**DESCRIPTION OF THE TASK**
Work through the data and report how many lines include the string "copied", giving the number alone.

**DATA IN THIS EXERCISE**

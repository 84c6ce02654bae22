//! Generators for the print and screen opcodes. Embedded text is
//! decompressed once at compile time; runtime-addressed strings decode
//! when printed.

use crate::fault::Fault;
use crate::instruction::Instruction;
use crate::jit::dispatch::{ExitSpec, GenCtx, GenOut};
use crate::jit::ops::{Op, Src};
use crate::jit::reuse::Fuse;

pub fn print(ctx: &GenCtx, inst: &Instruction) -> Result<GenOut, Fault> {
    Ok(GenOut::one(Op::PrintLit {
        text: ctx.text(inst)?,
    }))
}

pub fn print_ret(ctx: &GenCtx, inst: &Instruction) -> Result<GenOut, Fault> {
    Ok(GenOut {
        ops: vec![
            Op::PrintLit {
                text: ctx.text(inst)?,
            },
            Op::NewLine,
        ],
        exit: Some(ExitSpec::Return(Src::Imm(1))),
    })
}

pub fn print_addr(ctx: &GenCtx, inst: &Instruction, fuse: Fuse) -> Result<GenOut, Fault> {
    let srcs = ctx.srcs(inst, fuse);
    Ok(GenOut::one(Op::PrintAddr {
        addr: ctx.arg(inst, &srcs, 0)?,
    }))
}

pub fn print_paddr(ctx: &GenCtx, inst: &Instruction, fuse: Fuse) -> Result<GenOut, Fault> {
    let srcs = ctx.srcs(inst, fuse);
    Ok(GenOut::one(Op::PrintPaddr {
        addr: ctx.arg(inst, &srcs, 0)?,
    }))
}

pub fn print_char(ctx: &GenCtx, inst: &Instruction, fuse: Fuse) -> Result<GenOut, Fault> {
    let srcs = ctx.srcs(inst, fuse);
    Ok(GenOut::one(Op::PrintChar {
        ch: ctx.arg(inst, &srcs, 0)?,
    }))
}

pub fn print_unicode(ctx: &GenCtx, inst: &Instruction, fuse: Fuse) -> Result<GenOut, Fault> {
    // Same service as print_char; the ZSCII mapping clamps the repertoire.
    print_char(ctx, inst, fuse)
}

pub fn print_num(ctx: &GenCtx, inst: &Instruction, fuse: Fuse) -> Result<GenOut, Fault> {
    let srcs = ctx.srcs(inst, fuse);
    Ok(GenOut::one(Op::PrintNum {
        value: ctx.arg(inst, &srcs, 0)?,
    }))
}

pub fn split_window(ctx: &GenCtx, inst: &Instruction, fuse: Fuse) -> Result<GenOut, Fault> {
    let srcs = ctx.srcs(inst, fuse);
    Ok(GenOut::one(Op::SplitWindow {
        lines: ctx.arg(inst, &srcs, 0)?,
    }))
}

pub fn set_window(ctx: &GenCtx, inst: &Instruction, fuse: Fuse) -> Result<GenOut, Fault> {
    let srcs = ctx.srcs(inst, fuse);
    Ok(GenOut::one(Op::SetWindow {
        window: ctx.arg(inst, &srcs, 0)?,
    }))
}

pub fn erase_window(ctx: &GenCtx, inst: &Instruction, fuse: Fuse) -> Result<GenOut, Fault> {
    let srcs = ctx.srcs(inst, fuse);
    Ok(GenOut::one(Op::EraseWindow {
        window: ctx.arg(inst, &srcs, 0)?,
    }))
}

pub fn erase_line(ctx: &GenCtx, inst: &Instruction, fuse: Fuse) -> Result<GenOut, Fault> {
    let srcs = ctx.srcs(inst, fuse);
    Ok(GenOut::one(Op::EraseLine {
        value: ctx.arg(inst, &srcs, 0)?,
    }))
}

pub fn set_cursor(ctx: &GenCtx, inst: &Instruction, fuse: Fuse) -> Result<GenOut, Fault> {
    let srcs = ctx.srcs(inst, fuse);
    Ok(GenOut::one(Op::SetCursor {
        line: ctx.arg(inst, &srcs, 0)?,
        col: ctx.arg(inst, &srcs, 1)?,
    }))
}

pub fn get_cursor(ctx: &GenCtx, inst: &Instruction, fuse: Fuse) -> Result<GenOut, Fault> {
    let srcs = ctx.srcs(inst, fuse);
    Ok(GenOut::one(Op::GetCursor {
        arr: ctx.arg(inst, &srcs, 0)?,
    }))
}

pub fn set_text_style(ctx: &GenCtx, inst: &Instruction, fuse: Fuse) -> Result<GenOut, Fault> {
    let srcs = ctx.srcs(inst, fuse);
    Ok(GenOut::one(Op::SetTextStyle {
        style: ctx.arg(inst, &srcs, 0)?,
    }))
}

pub fn buffer_mode(ctx: &GenCtx, inst: &Instruction, fuse: Fuse) -> Result<GenOut, Fault> {
    let srcs = ctx.srcs(inst, fuse);
    Ok(GenOut::one(Op::BufferMode {
        flag: ctx.arg(inst, &srcs, 0)?,
    }))
}

pub fn output_stream(ctx: &GenCtx, inst: &Instruction, fuse: Fuse) -> Result<GenOut, Fault> {
    let srcs = ctx.srcs(inst, fuse);
    Ok(GenOut::one(Op::OutputStream {
        stream: ctx.arg(inst, &srcs, 0)?,
        table: srcs.get(1).copied(),
    }))
}

pub fn input_stream(ctx: &GenCtx, inst: &Instruction, fuse: Fuse) -> Result<GenOut, Fault> {
    let srcs = ctx.srcs(inst, fuse);
    Ok(GenOut::one(Op::InputStream {
        stream: ctx.arg(inst, &srcs, 0)?,
    }))
}

pub fn sound_effect(ctx: &GenCtx, inst: &Instruction, fuse: Fuse) -> Result<GenOut, Fault> {
    let srcs = ctx.srcs(inst, fuse);
    Ok(GenOut::one(Op::SoundEffect { args: srcs }))
}

pub fn set_colour(ctx: &GenCtx, inst: &Instruction, fuse: Fuse) -> Result<GenOut, Fault> {
    let srcs = ctx.srcs(inst, fuse);
    Ok(GenOut::one(Op::SetColour {
        fg: ctx.arg(inst, &srcs, 0)?,
        bg: ctx.arg(inst, &srcs, 1)?,
    }))
}

pub fn print_table(ctx: &GenCtx, inst: &Instruction, fuse: Fuse) -> Result<GenOut, Fault> {
    let srcs = ctx.srcs(inst, fuse);
    Ok(GenOut::one(Op::PrintTable {
        addr: ctx.arg(inst, &srcs, 0)?,
        width: ctx.arg(inst, &srcs, 1)?,
        height: srcs.get(2).copied().unwrap_or(Src::Imm(1)),
    }))
}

**REPLY TO THE EXERCISE**
2